__Exercise objective__. When you write the records again, keep every line exactly as it was.

_____

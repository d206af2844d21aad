//! `status`: configuration and storage health at a glance.

use crate::bootstrap::default_draft_path;
use crate::coach::build_coach;
use crate::config::{Config, DatabaseBackend};
use crate::db;

/// Run the status command, printing configuration and storage health.
pub async fn run_status_command(config: &Config) -> anyhow::Result<()> {
    println!("CRM Survey Status");
    println!("=================\n");

    println!(
        "  Version:     {} v{}",
        env!("CARGO_PKG_NAME"),
        env!("CARGO_PKG_VERSION")
    );

    print!("  Database:    ");
    match config.database.backend {
        DatabaseBackend::Memory => println!("memory (responses are not persisted)"),
        DatabaseBackend::LibSql => {
            let path = &config.database.libsql_path;
            if path.exists() {
                println!("libSQL ({})", path.display());
            } else {
                println!("libSQL (created on first run: {})", path.display());
            }
        }
        DatabaseBackend::Postgres => println!("PostgreSQL"),
    }

    match db::connect(&config.database).await {
        Ok(database) => {
            match database.list_responses().await {
                Ok(records) => println!("  Responses:   {}", records.len()),
                Err(e) => println!("  Responses:   error ({e})"),
            }
            match database.session_count().await {
                Ok(count) => println!("  Sessions:    {count}"),
                Err(e) => println!("  Sessions:    error ({e})"),
            }
        }
        Err(e) => println!("  Connection:  error ({e})"),
    }

    let coach = build_coach(&config.coach)?;
    let providers = coach.provider_names();
    if providers.is_empty() {
        println!("  Coaching:    heuristic only (no provider keys set)");
    } else {
        println!(
            "  Coaching:    {} (timeout {}s each)",
            providers.join(" -> "),
            config.coach.provider_timeout.as_secs()
        );
    }

    println!("  Server:      http://{}", config.gateway.bind_addr());

    let draft = default_draft_path();
    if draft.exists() {
        println!("  Draft:       in progress ({})", draft.display());
    } else {
        println!("  Draft:       none");
    }

    Ok(())
}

_____

__Exercise output__.
repository d206af2844d21aad
//! `status`: configuration and storage health at a glance.

use crate::bootstrap::default_draft_path;
use crate::coach::build_coach;
use crate::config::{Config, DatabaseBackend};
use crate::db;

/// Run the status command, printing configuration and storage health.
pub async fn run_status_command(config: &Config) -> anyhow::Result<()> {
    println!("CRM Survey Status");
    println!("=================\n");

    println!(
        "  Version:     {} v{}",
        env!("CARGO_PKG_NAME"),
        env!("CARGO_PKG_VERSION")
    );

    print!("  Database:    ");
    match config.database.backend {
        DatabaseBackend::Memory => println!("memory (responses are not persisted)"),
        DatabaseBackend::LibSql => {
            let path = &config.database.libsql_path;
            if path.exists() {
                println!("libSQL ({})", path.display());
            } else {
                println!("libSQL (created on first run: {})", path.display());
            }
        }
        DatabaseBackend::Postgres => println!("PostgreSQL"),
    }

    match db::connect(&config.database).await {
        Ok(database) => {
            match database.list_responses().await {
                Ok(records) => println!("  Responses:   {}", records.len()),
                Err(e) => println!("  Responses:   error ({e})"),
            }
            match database.session_count().await {
                Ok(count) => println!("  Sessions:    {count}"),
                Err(e) => println!("  Sessions:    error ({e})"),
            }
        }
        Err(e) => println!("  Connection:  error ({e})"),
    }

    let coach = build_coach(&config.coach)?;
    let providers = coach.provider_names();
    if providers.is_empty() {
        println!("  Coaching:    heuristic only (no provider keys set)");
    } else {
        println!(
            "  Coaching:    {} (timeout {}s each)",
            providers.join(" -> "),
            config.coach.provider_timeout.as_secs()
        );
    }

    println!("  Server:      http://{}", config.gateway.bind_addr());

    let draft = default_draft_path();
    if draft.exists() {
        println!("  Draft:       in progress ({})", draft.display());
    } else {
        println!("  Draft:       none");
    }

    Ok(())
}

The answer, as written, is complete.